Ahora su único vicio es el tabaco, del que espera quitarse para siempre con un poco de voluntad, aunque también admite que le resulta muy difícil por su continuo estado de ansiedad y por el estrés que asegura sufrir.
“Sé que mi madre está mal de salud. No quiero que venga que ayudarme, ni a limpiar, darme de comer... Lo que quiero es que me visite de vez en cuando para sentirla cerca y no verme tan solito”. Y es que sus amigos también le han dado la espalda, a pesar de haberse divertido mucho tiempo con ellos cuando disfrutaba de la importante cantidad económica que le deparó la indemnización por el accidente que sufrió en 1992 y que le dejaría una terrible discapacidad. Entonces, cuando tenía dinero, se le pegaban los amigos como las moscas, pero cuando el parné se fue también se fueron las compañías, las risas y los ratos de juerga.
Ahora su vida se limita a levantarse muy temprano, pues el insomnio no le deja vivir tranquilo. Suele charlar varias horas con su amigo conductor del tren turístico apostado en la calle Boliches; tomar un café en un bar cercano y poco más. Las tardes le resultan interminables, haciendo zaping con el televisor instalado en su habitación, pues apenas le quedan ganas de ver una película, escuchar un disco, leer un libro o asistir a un espectáculo.

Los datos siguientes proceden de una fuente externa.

//! Application-facing facade.
//!
//! [`KeylinkClient`] ties together the relay, the secret store, this
//! device's identity and its trust store.

use std::sync::Arc;

use tokio::sync::{watch, Mutex};
use tracing::{debug, info, warn};

use keylink_crypto::generate_root_key;

use crate::claimer::ClaimerSession;
use crate::clock::Clock;
use crate::config::ClientConfig;
use crate::driver::{spawn_claimer, ClaimerHandle, DriverConfig};
use crate::errors::{CoreError, CoreResult};
use crate::gate::SyncGate;
use crate::identity::DeviceIdentity;
use crate::issuer::{IssuerSession, PairingInvite};
use crate::relay::Relay;
use crate::secret_store::{current_key_version, store_root_key, SecretStore};
use crate::trust::{TrustSnapshot, TrustStore};
use crate::types::{Device, DeviceInfo, PairingPolicy, SyncStatus, TrustState};

pub struct KeylinkClient {
    relay: Arc<dyn Relay>,
    secrets: Arc<dyn SecretStore>,
    clock: Arc<dyn Clock>,
    config: ClientConfig,
    device_id: String,
    identity: Mutex<DeviceIdentity>,
    trust: Arc<TrustStore>,
}

impl KeylinkClient {
    /// Load or register this device and build its trust state.
    pub async fn connect(
        relay: Arc<dyn Relay>,
        secrets: Arc<dyn SecretStore>,
        clock: Arc<dyn Clock>,
        config: ClientConfig,
        info: &DeviceInfo,
    ) -> CoreResult<Self> {
        let identity = DeviceIdentity::load_or_register(&*relay, &*secrets, info).await?;
        let status = relay.sync_status().await?;
        let held = current_key_version(&*secrets).await?;
        let trust = TrustStore::new(identity.record(), status, held);
        info!(
            device_id = %identity.device_id(),
            trust_state = %trust.state(),
            "client connected"
        );
        Ok(Self {
            relay,
            secrets,
            clock,
            config,
            device_id: identity.device_id().to_string(),
            identity: Mutex::new(identity),
            trust: Arc::new(trust),
        })
    }

    pub fn device_id(&self) -> &str {
        &self.device_id
    }

    pub fn config(&self) -> &ClientConfig {
        &self.config
    }

    // ------------------------------------------------------------------
    // Pairing
    // ------------------------------------------------------------------

    /// Open a session as the trusted side.
    pub async fn start_pairing_as_issuer(&self) -> CoreResult<(PairingInvite, IssuerSession)> {
        self.trust.snapshot().require_current()?;
        IssuerSession::create(
            self.relay.clone(),
            self.secrets.clone(),
            self.device_id.clone(),
        )
        .await
    }

    /// Claim a session for manual stepping.
    pub async fn claim(&self, code: &str) -> CoreResult<ClaimerSession> {
        if self.trust.snapshot().can_sync() {
            return Err(CoreError::invalid_state("device is already trusted"));
        }
        ClaimerSession::claim(
            self.relay.clone(),
            self.secrets.clone(),
            self.trust.clone(),
            self.device_id.clone(),
            code,
            &self.config.retry_policy(),
        )
        .await
    }

    /// Claim and poll in the background.
    pub async fn start_pairing_as_claimer(&self, code: &str) -> CoreResult<ClaimerHandle> {
        let session = self.claim(code).await?;
        Ok(spawn_claimer(
            session,
            self.clock.clone(),
            DriverConfig::from(&self.config),
        ))
    }

    // ------------------------------------------------------------------
    // Projections
    // ------------------------------------------------------------------

    pub async fn sync_status(&self) -> CoreResult<SyncStatus> {
        Ok(self.refresh().await?.status)
    }

    pub async fn current_device(&self) -> Device {
        self.identity.lock().await.record().clone()
    }

    pub async fn devices(&self) -> CoreResult<Vec<Device>> {
        self.relay.list_devices(&self.device_id).await
    }

    pub fn subscribe_trust(&self) -> watch::Receiver<TrustSnapshot> {
        self.trust.subscribe()
    }

    pub fn trust_snapshot(&self) -> TrustSnapshot {
        self.trust.snapshot()
    }

    pub fn sync_gate(&self) -> SyncGate {
        SyncGate::new(self.trust.subscribe(), self.secrets.clone())
    }

    // ------------------------------------------------------------------
    // Account operations
    // ------------------------------------------------------------------

    /// Heartbeat and reconcile trust with the relay.
    pub async fn refresh(&self) -> CoreResult<TrustSnapshot> {
        let device = self.identity.lock().await.heartbeat(&*self.relay).await?;
        let status = self.relay.sync_status().await?;
        let state = self.trust.observe(&device, status);
        debug!(device_id = %self.device_id, trust_state = %state, "refreshed");
        Ok(self.trust.snapshot())
    }

    /// First-time setup: create the account root key on this device.
    pub async fn enable_encryption(&self) -> CoreResult<SyncStatus> {
        let root = generate_root_key()?;
        let status = self.relay.enable_encryption(&self.device_id).await?;
        self.install_root(root, status.clone()).await?;
        info!(device_id = %self.device_id, "encryption enabled on this device");
        Ok(status)
    }

    /// Replace the account root key. Every other device must pair again.
    pub async fn reset_sync(&self) -> CoreResult<SyncStatus> {
        let snapshot = self.trust.snapshot();
        match snapshot.trust_state {
            TrustState::Recovery => {
                warn!(device_id = %self.device_id, "reset refused while in recovery");
                return Err(snapshot.needs_repairing());
            }
            TrustState::Trusted if !snapshot.can_sync() => {
                warn!(device_id = %self.device_id, "reset refused with a stale key");
                return Err(snapshot.needs_repairing());
            }
            TrustState::Trusted => {}
            other => {
                warn!(device_id = %self.device_id, trust_state = %other, "reset refused");
                return Err(CoreError::Denied(
                    "only a device trusted at the current key version can reset".into(),
                ));
            }
        }
        let root = generate_root_key()?;
        let status = self.relay.reset_sync(&self.device_id).await?;
        self.install_root(root, status.clone()).await?;
        info!(
            device_id = %self.device_id,
            version = status.current_key_version,
            "sync reset on this device"
        );
        Ok(status)
    }

    async fn install_root(
        &self,
        root: keylink_crypto::RootKey,
        status: SyncStatus,
    ) -> CoreResult<()> {
        let version = status.current_key_version;
        store_root_key(&*self.secrets, &root, version).await?;
        let record = self.relay.get_device(&self.device_id).await?;
        let seen_at = match status.reset_at {
            Some(reset_at) => reset_at.max(record.last_seen_at),
            None => record.last_seen_at,
        };
        self.identity.lock().await.update(record);
        self.trust.update_status(status);
        self.trust.mark_trusted(version, seen_at)
    }

    pub async fn revoke(&self, device_id: &str) -> CoreResult<Device> {
        if device_id == self.device_id {
            return Err(CoreError::invalid_state("a device cannot revoke itself"));
        }
        self.relay.revoke_device(&self.device_id, device_id).await
    }

    pub async fn rename(&self, name: &str) -> CoreResult<Device> {
        self.identity.lock().await.rename(&*self.relay, name).await
    }

    pub async fn set_pairing_policy(&self, policy: &PairingPolicy) -> CoreResult<SyncStatus> {
        let status = self
            .relay
            .set_pairing_policy(&self.device_id, policy)
            .await?;
        self.trust.update_status(status.clone());
        Ok(status)
    }
}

Sabe que su genio le ha pasado factura y que por ello ha pagado caro sus pecados, pero también alberga la esperanza del perdón, del perdón de una madre que seguro que le quiere en el fondo y que no le olvida. Si existe el perdón verdadero, he aquí una situación humana que lo reivindica. José sabe que es difícil, casi imposible, pero también que sólo encontrará la felicidad en el perdón de su familia.
Tanta soledad, tanta amargura, le han hecho reflexionar sobre su vida y su fatal destino, que sólo espera vencer con algo de compañía y un poco de calor familiar. Y es que el perdón entre las personas debe ser posible. Es más, tiene que ser posible.